Nowadays, investing in a public company is simple, even for the most inexperienced investor. The following list explains the steps you need to take to complete your investment.

  1. Choose a broker. To get started, you need to use an online brokerage platform. There are many different options to choose from, each with its own unique benefits and drawbacks. The comparison table above can help you select the right broker for you, and you can head to our comprehensive broker reviews if you’re still unsure.
  2. Create an account. Once you’ve selected your broker, simply go to their website and create an account. The steps required for this will vary from platform to platform, but generally you can expect to have to provide your name, email address, phone number, and some form of photo identification.
  3. Deposit funds. Log into your broker account and select the option to deposit funds. Depending on your broker you’ll have a variety of payment options available; most brokers accept bank transfers and debit card payments, but not all accept e-wallets such as PayPal. Select your preferred payment method and deposit the amount of money you wish to invest in NatWest shares.
  4. Place an order for NWG stock. Now navigate to the stocks section of your chosen broker. Here, you can search for NatWest’s ticker symbol (NWG) and see the current price at which the stock is trading. If you’re happy with the price, enter the number of shares you wish to purchase and place your order.
  5. Execute your order. Once you have placed your order, your broker will automatically execute it for you and your NatWest shares will be listed in your account. Congratulations, you’ve just bought shares in NatWest!

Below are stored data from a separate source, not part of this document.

impl<C: CatalogClient> ModSyncService<C> {
    /// Create a service over the local file system and zip archives.
    pub fn new(client: C, config: ServiceConfig) -> Self {
        Self::with_parts(
            client,
            config,
            Arc::new(LocalStorage::new()),
            Arc::new(ZipArchiver::new()),
        )
    }

    /// Create a service with explicit storage and archive collaborators.
    pub fn with_parts(
        client: C,
        config: ServiceConfig,
        storage: DynStorage,
        archiver: Arc<dyn ArchiveCodec>,
    ) -> Self {
        let layout = CacheLayout::new(&config.cache_dir);
        let store = CacheStore::new(Arc::clone(&storage));
        let installs = Arc::new(InstallManager::new(
            &config.install_dir,
            storage,
            store.clone(),
            layout.clone(),
            Arc::clone(&archiver),
            InstallOptions {
                reclaim_archives: config.reclaim_archives,
            },
        ));
        let state = Mutex::new(ManagerState::load_or_default(&store, &layout));
        Self {
            client,
            config,
            store,
            layout,
            archiver,
            installs,
            state,
        }
    }

    /// Profile of the configured game, cached indefinitely.
    pub async fn get_or_fetch_game_profile(&self) -> Result<GameProfile, ServiceError> {
        let path = self.layout.game_profile_path();
        let game_id = self.config.game_id;
        let profile = get_or_fetch(&self.store, &path, || self.client.game_profile(game_id)).await?;
        Ok(profile)
    }

    /// Profile of one mod, cached indefinitely.
    pub async fn get_or_fetch_mod_profile(&self, mod_id: u32) -> Result<ModProfile, ServiceError> {
        let path = self.layout.mod_profile_path(mod_id);
        let profile = get_or_fetch(&self.store, &path, || self.client.mod_profile(mod_id)).await?;
        Ok(profile)
    }

    /// Statistics for one mod, re-fetched once the cached record expires.
    pub async fn get_or_fetch_mod_statistics(
        &self,
        mod_id: u32,
    ) -> Result<ModStatistics, ServiceError> {
        let path = self.layout.mod_stats_path(mod_id);
        let stats = get_or_fetch_where(
            &self.store,
            &path,
            |stats: &ModStatistics| stats.is_fresh(Utc::now()),
            || self.client.mod_statistics(mod_id),
        )
        .await?;
        Ok(stats)
    }

    /// Metadata for one build of a mod, cached indefinitely.
    pub async fn get_or_fetch_modfile(
        &self,
        mod_id: u32,
        modfile_id: u32,
    ) -> Result<Modfile, ServiceError> {
        let path = self.layout.modfile_meta_path(mod_id, modfile_id);
        let modfile = get_or_fetch(&self.store, &path, || {
            self.client.modfile(mod_id, modfile_id)
        })
        .await?;
        Ok(modfile)
    }

    /// Team roster of a mod, cached indefinitely.
    pub async fn get_or_fetch_mod_team(&self, mod_id: u32) -> Result<Vec<TeamMember>, ServiceError> {
        let path = self.layout.mod_team_path(mod_id);
        let team = get_or_fetch(&self.store, &path, || self.client.mod_team(mod_id)).await?;
        Ok(team)
    }

    /// Profile of one user, cached indefinitely.
    pub async fn get_or_fetch_user(&self, user_id: u32) -> Result<UserProfile, ServiceError> {
        let path = self.layout.user_profile_path(user_id);
        let user = get_or_fetch(&self.store, &path, || self.client.user_profile(user_id)).await?;
        Ok(user)
    }

    /// One rendition of a mod's logo.
    ///
    /// The cached image is keyed by the upload it was derived from, so a
    /// logo replaced on the server is re-fetched even though the rendition
    /// path is unchanged.
    pub async fn get_or_fetch_mod_logo(
        &self,
        mod_id: u32,
        size: LogoSize,
    ) -> Result<Vec<u8>, ServiceError> {
        let profile = self.get_or_fetch_mod_profile(mod_id).await?;
        let url = profile.logo.url_for(size).to_string();
        let image_path = self.layout.logo_path(mod_id, size);
        let versions_path = self.layout.logo_versions_path(mod_id);
        let bytes = get_or_fetch_versioned_image(
            &self.store,
            &image_path,
            &versions_path,
            size.as_str(),
            &profile.logo.file_name,
            || self.client.download(&url),
        )
        .await?;
        Ok(bytes)
    }

    /// One rendition of a user's avatar, keyed by upload like logos.
    pub async fn get_or_fetch_user_avatar(
        &self,
        user_id: u32,
        size: AvatarSize,
    ) -> Result<Vec<u8>, ServiceError> {
        let profile = self.get_or_fetch_user(user_id).await?;
        let url = profile.avatar.url_for(size).to_string();
        let image_path = self.layout.avatar_path(user_id, size);
        let versions_path = self.layout.avatar_versions_path(user_id);
        let bytes = get_or_fetch_versioned_image(
            &self.store,
            &image_path,
            &versions_path,
            size.as_str(),
            &profile.avatar.file_name,
            || self.client.download(&url),
        )
        .await?;
        Ok(bytes)
    }

    /// One rendition of a gallery image named on the mod's profile.
    ///
    /// Gallery uploads get fresh server-side file names, so the name alone
    /// identifies the content and the plain binary cache suffices.
    pub async fn get_or_fetch_gallery_image(
        &self,
        mod_id: u32,
        file_name: &str,
        size: GallerySize,
    ) -> Result<Vec<u8>, ServiceError> {
        let profile = self.get_or_fetch_mod_profile(mod_id).await?;
        let image = profile
            .media
            .gallery_images
            .iter()
            .find(|image| image.file_name == file_name)
            .ok_or_else(|| ServiceError::UnknownMedia {
                mod_id,
                name: file_name.to_string(),
            })?;
        let url = image.url_for(size).to_string();
        let path = self.layout.gallery_image_path(mod_id, file_name, size);
        let bytes = get_or_fetch_binary(&self.store, &path, || self.client.download(&url)).await?;
        Ok(bytes)
    }

    /// Thumbnail for a YouTube video listed on the mod's profile.
    pub async fn get_or_fetch_youtube_thumb(
        &self,
        mod_id: u32,
        url: &str,
    ) -> Result<Vec<u8>, ServiceError> {
        let profile = self.get_or_fetch_mod_profile(mod_id).await?;
        if !profile.media.youtube_urls.iter().any(|listed| listed == url) {
            return Err(ServiceError::UnknownMedia {
                mod_id,
                name: url.to_string(),
            });
        }
        let video_id = youtube_video_id(url).ok_or_else(|| ServiceError::UnknownMedia {
            mod_id,
            name: url.to_string(),
        })?;
        let thumb_url = format!("https://img.youtube.com/vi/{video_id}/hqdefault.jpg");
        let path = self.layout.youtube_thumb_path(mod_id, video_id);
        let bytes =
            get_or_fetch_binary(&self.store, &path, || self.client.download(&thumb_url)).await?;
        Ok(bytes)
    }

    /// Every mod matching `query`, gathered across pages.
    ///
    /// Each returned profile is written through to the cache, so a catalog
    /// sweep warms subsequent per-mod lookups.
    pub async fn fetch_all_mods(&self, query: &ModQuery) -> Result<Vec<ModProfile>, ServiceError> {
        let client = &self.client;
        let profiles = fetch_all(self.config.page_size, move |offset, limit| {
            client.mods(query, offset, limit)
        })
        .await?;
        for profile in &profiles {
            self.store
                .save(&self.layout.mod_profile_path(profile.id), profile);
        }
        Ok(profiles)
    }

    /// The full event log of one mod, oldest page first.
    pub async fn fetch_all_mod_events(&self, mod_id: u32) -> Result<Vec<ModEvent>, ServiceError> {
        let client = &self.client;
        let events = fetch_all(self.config.page_size, move |offset, limit| {
            client.mod_events(mod_id, offset, limit)
        })
        .await?;
        Ok(events)
    }

    /// The authenticated user's full event log.
    pub async fn fetch_all_user_events(&self) -> Result<Vec<UserEvent>, ServiceError> {
        let client = &self.client;
        let events = fetch_all(self.config.page_size, move |offset, limit| {
            client.user_events(offset, limit)
        })
        .await?;
        Ok(events)
    }

    /// Current profiles of every subscribed mod, written through the cache.
    pub async fn fetch_all_subscribed_profiles(&self) -> Result<Vec<ModProfile>, ServiceError> {
        let ids: Vec<u32> = {
            let state = self.state.lock().unwrap();
            state.subscribed.iter().copied().collect()
        };
        if ids.is_empty() {
            return Ok(Vec::new());
        }
        let query = ModQuery::new(self.config.game_id).with_ids(ids);
        self.fetch_all_mods(&query).await
    }

    /// Download a mod's archive into the cache, returning its bytes.
    ///
    /// The modfile metadata is fetched first for its download URL. The
    /// cached archive is what [`install`](Self::install) extracts from.
    pub async fn fetch_mod_binary(
        &self,
        mod_id: u32,
        modfile_id: u32,
    ) -> Result<Vec<u8>, ServiceError> {
        let modfile = self.get_or_fetch_modfile(mod_id, modfile_id).await?;
        let url = modfile.download.binary_url;
        let path = self.layout.mod_binary_path(mod_id, modfile_id);
        let bytes = get_or_fetch_binary(&self.store, &path, || self.client.download(&url)).await?;
        Ok(bytes)
    }

    /// Install a cached archive, replacing any other installed version.
    ///
    /// Extraction runs on a blocking thread; the async caller only waits.
    pub async fn install(&self, mod_id: u32, modfile_id: u32) -> Result<InstalledMod, ServiceError> {
        let installs = Arc::clone(&self.installs);
        let installed = task::spawn_blocking(move || installs.install(mod_id, modfile_id))
            .await
            .map_err(|err| ServiceError::TaskJoin(err.to_string()))?;
        Ok(installed?)
    }

    /// Remove every installed version of a mod.
    pub async fn uninstall(&self, mod_id: u32) -> Result<(), ServiceError> {
        let installs = Arc::clone(&self.installs);
        let result = task::spawn_blocking(move || installs.uninstall(mod_id))
            .await
            .map_err(|err| ServiceError::TaskJoin(err.to_string()))?;
        Ok(result?)
    }

    /// Remove one installed version, leaving others untouched.
    pub async fn uninstall_version(
        &self,
        mod_id: u32,
        modfile_id: u32,
    ) -> Result<(), ServiceError> {
        let installs = Arc::clone(&self.installs);
        let result = task::spawn_blocking(move || installs.uninstall_version(mod_id, modfile_id))
            .await
            .map_err(|err| ServiceError::TaskJoin(err.to_string()))?;
        Ok(result?)
    }

    /// Everything currently installed under the install root.
    pub fn installed_mods(&self) -> Vec<InstalledMod> {
        self.installs.list(None)
    }

    /// Directories the game should load mod content from.
    ///
    /// With `exclude_disabled` set, only enabled mods are listed; drop-in
    /// directories placed by hand are always kept since nothing manages
    /// their state.
    pub fn installed_mod_directories(&self, exclude_disabled: bool) -> Vec<PathBuf> {
        if !exclude_disabled {
            return self
                .installs
                .list(None)
                .into_iter()
                .map(|installed| installed.path)
                .collect();
        }
        let mut wanted: HashSet<u32> = {
            let state = self.state.lock().unwrap();
            state.enabled.iter().copied().collect()
        };
        wanted.insert(NULL_ID);
        self.installs
            .list(Some(&wanted))
            .into_iter()
            .map(|installed| installed.path)
            .collect()
    }

    /// Mark a subscribed mod's installed content as loadable.
    ///
    /// Returns false for mods the user is not subscribed to.
    pub fn enable_mod(&self, mod_id: u32) -> bool {
        let mut state = self.state.lock().unwrap();
        let changed = state.enable(mod_id);
        if changed {
            state.persist(&self.store, &self.layout);
        }
        changed
    }

    /// Stop loading a mod's content while keeping the subscription.
    pub fn disable_mod(&self, mod_id: u32) -> bool {
        let mut state = self.state.lock().unwrap();
        let changed = state.disable(mod_id);
        if changed {
            state.persist(&self.store, &self.layout);
        }
        changed
    }

    /// Ids of every subscribed mod, ascending.
    pub fn subscribed_mods(&self) -> Vec<u32> {
        let state = self.state.lock().unwrap();
        state.subscribed.iter().copied().collect()
    }

    /// Ids of every enabled mod, ascending.
    pub fn enabled_mods(&self) -> Vec<u32> {
        let state = self.state.lock().unwrap();
        state.enabled.iter().copied().collect()
    }

    /// Drop every cached record and binary belonging to one mod.
    pub fn uncache_mod(&self, mod_id: u32) -> bool {
        debug!(mod_id, "purging cached mod data");
        self.store.delete_tree(&self.layout.mod_dir(mod_id))
    }

    /// Every mod profile currently in the cache. Unreadable records are
    /// skipped and healed by the cache layer.
    pub fn cached_mod_profiles(&self) -> impl Iterator<Item = ModProfile> + '_ {
        self.store
            .iter_subdir_records(&self.layout.mods_dir(), self.layout.profile_file_name())
    }

    /// The configuration this service was built from.
    pub fn config(&self) -> &ServiceConfig {
        &self.config
    }

    /// Counters for cache effectiveness since startup.
    pub fn cache_stats(&self) -> CacheStats {
        self.store.stats()
    }
}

What is NatWest? And should I invest?

NatWest Group (LON: NWG) is a financial and insurance institution, formerly known as the Royal Bank of Scotland Group, that has been majority state-owned since 2008. The original Royal Bank of Scotland was formed out of a merger in the 1960s, before buying out National Westminster Bank in 2000. It was rebranded as NatWest Group in 2020.

The British government bailed out the Royal Bank of Scotland in 2008 and maintains a 58% stake in NatWest Group. Another factor weighing on the group is that British banks have to abide by rules and interest rates set by the central bank – the Bank of England (BoE) – which means the decision over whether to pay out dividends can be taken out of their hands, as they were in 2020 in response to the pandemic.

Banks are operating in a difficult time at the moment, and that is particularly so for NatWest as it must also deal with the fact that the government is determined to exit its stake by 2025. Its healthy balance sheet might point to strong fundamentals but even when it is allowed to restart dividends it could focus on buying out that stake first, which would make it a less appealing investment in the short term at least.

How has the company performed in recent years?

One of the aims of changing its name away from Royal Bank of Scotland is to distance the new NatWest from its difficult past. In the aftermath of the pandemic the stock traded just above 110p, a fraction of its peak and below even its 2009 lows. 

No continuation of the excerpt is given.